The largest US credit union, which serves the military, is preparing for a possible US government budget crisis by offering to advance pay for members with direct deposit accounts, in the event that federal funds are cut off.

The move comes as US lawmakers on Saturday engaged in a frantic effort to raise the US government debt ceiling and avert a debt default that could plunge the world economy back into recession before an August 2 deadline.

The Navy Federal Credit Union, which serves the US armed forces and also civilians linked to the military, has some $44 billion in assets and 3.7 million members.

"As a part of our debt ceiling contingency plan, we will advance pay to cover DoD [Department of Defense] civilian direct deposits scheduled for 5 August and active duty direct deposits (Army, Marine Corps, Navy, Air Force, and Coast Guard) scheduled for 12 August," Navy Federal said in a statement posted on Twitter.

"As a credit union serving all branches of the military, we want to do our part in easing some of the uncertainty for our military families during this potentially challenging time," Navy Federal President and CEO Cutler Dawson in a separate statement.

"Navy Federal?s strong financial position allows us to ensure, to the extent possible, that our military families do not suffer financially in the wake of a political impasse," Dawson said.

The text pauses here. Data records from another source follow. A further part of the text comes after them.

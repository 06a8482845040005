//! Processor resolution and derived artifact generation.
//!
//! Resolving a named item yields a [`ProcessorPair`]: the forward and
//! inverse transform chains that take scene-reference pixels through that
//! item. Processors are independently constructed values that never alias
//! the live config, which is what makes them safe to hand to the
//! notification router's worker thread.

use serde::{Deserialize, Serialize};

use crate::config::{Config, ItemKind};
use crate::error::{ConfigError, Result};

/// One step of a transform chain.
#[derive(Debug, Clone, PartialEq, Eq, Serialize, Deserialize)]
pub struct Transform {
    /// Opaque transform expression from the config.
    pub expr: String,
    /// Whether the step runs in the inverse direction.
    pub inverted: bool,
}

impl Transform {
    /// Forward step.
    pub fn forward(expr: impl Into<String>) -> Self {
        Self {
            expr: expr.into(),
            inverted: false,
        }
    }

    /// Flip the direction of this step.
    pub fn inverted(mut self) -> Self {
        self.inverted = !self.inverted;
        self
    }
}

/// Forward and inverse transform chains for one resolved item.
#[derive(Debug, Clone, PartialEq, Eq, Default, Serialize, Deserialize)]
pub struct ProcessorPair {
    /// Scene reference to item.
    pub forward: Vec<Transform>,
    /// Item back to scene reference.
    pub inverse: Vec<Transform>,
}

impl ProcessorPair {
    /// Build a pair from a forward chain; the inverse is the reversed
    /// chain with every step's direction flipped.
    pub fn from_forward(forward: Vec<Transform>) -> Self {
        let inverse = forward
            .iter()
            .rev()
            .cloned()
            .map(Transform::inverted)
            .collect();
        Self { forward, inverse }
    }
}

impl Config {
    /// Resolve the processor pair for a named item.
    ///
    /// Fails when the item is missing or its transform chain references a
    /// name that does not resolve.
    pub fn resolve_processor(&self, kind: ItemKind, name: &str) -> Result<ProcessorPair> {
        let unresolvable = |reason: String| ConfigError::Unresolvable {
            kind,
            name: name.to_string(),
            reason,
        };
        match kind {
            ItemKind::ColorSpace => {
                let cs = self
                    .color_space(name)
                    .ok_or_else(|| ConfigError::not_found(kind, name))?;
                let mut chain = Vec::new();
                if !cs.to_reference.is_empty() {
                    chain.push(Transform::forward(&cs.to_reference));
                }
                Ok(ProcessorPair::from_forward(chain))
            }
            ItemKind::Look => {
                let look = self
                    .look(name)
                    .ok_or_else(|| ConfigError::not_found(kind, name))?;
                let mut chain = Vec::new();
                if !look.process_space.is_empty() {
                    let process = self.color_space(&look.process_space).ok_or_else(|| {
                        unresolvable(format!(
                            "process space {:?} does not resolve",
                            look.process_space
                        ))
                    })?;
                    if !process.to_reference.is_empty() {
                        // Enter the process space before applying the look.
                        chain.push(Transform::forward(&process.to_reference).inverted());
                    }
                }
                if !look.transform.is_empty() {
                    chain.push(Transform::forward(&look.transform));
                }
                Ok(ProcessorPair::from_forward(chain))
            }
            ItemKind::Display => {
                let display = self
                    .display(name)
                    .ok_or_else(|| ConfigError::not_found(kind, name))?;
                let view = display
                    .views
                    .first()
                    .ok_or_else(|| unresolvable("display has no views".to_string()))?;
                let cs = self.color_space(&view.color_space).ok_or_else(|| {
                    unresolvable(format!(
                        "view color space {:?} does not resolve",
                        view.color_space
                    ))
                })?;
                let mut chain = Vec::new();
                if !view.look.is_empty() {
                    let look = self
                        .look(&view.look)
                        .ok_or_else(|| unresolvable(format!("look {:?} does not resolve", view.look)))?;
                    if !look.transform.is_empty() {
                        chain.push(Transform::forward(&look.transform));
                    }
                }
                if !cs.to_reference.is_empty() {
                    // Display direction: reference into the view's space.
                    chain.push(Transform::forward(&cs.to_reference).inverted());
                }
                Ok(ProcessorPair::from_forward(chain))
            }
        }
    }
}

/// Generate GLSL-ish shader source for a processor's forward chain.
///
/// The expression language is opaque; each step becomes one call in the
/// generated pixel function. Fails on an empty chain since there is
/// nothing to compile.
pub fn shader_text(pair: &ProcessorPair) -> Result<String> {
    if pair.forward.is_empty() {
        return Err(ConfigError::invalid_state(
            "cannot generate shader for an empty transform chain",
        ));
    }
    let mut out = String::from("vec4 chroma_apply(vec4 inPixel)\n{\n    vec4 pix = inPixel;\n");
    for (i, step) in pair.forward.iter().enumerate() {
        let dir = if step.inverted { "inverse" } else { "forward" };
        out.push_str(&format!(
            "    pix = apply_transform_{i}(pix); // {dir}: {}\n",
            step.expr
        ));
    }
    out.push_str("    return pix;\n}\n");
    Ok(out)
}

/// Generate CTF-style XML for a processor's forward chain.
pub fn ctf_text(pair: &ProcessorPair) -> String {
    let mut out = String::from("<ProcessList version=\"2.0\">\n");
    for step in &pair.forward {
        let dir = if step.inverted { "inverse" } else { "forward" };
        out.push_str(&format!(
            "  <Transform direction=\"{dir}\" expr=\"{}\"/>\n",
            step.expr
        ));
    }
    out.push_str("</ProcessList>\n");
    out
}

The US economy hit its $14.3 trillion debt ceiling on May 16 and has used spending and accounting adjustments, as well as higher-than-expected tax receipts, to continue operating normally -- but can only do so through Tuesday.

If the debt ceiling is not raised the US government will have to cut its budget somewhere -- stop paying the military, retirement health benefits, social security, and/or its debts. Some estimates say it will have to cut spending by up to 40 percent over the first few months.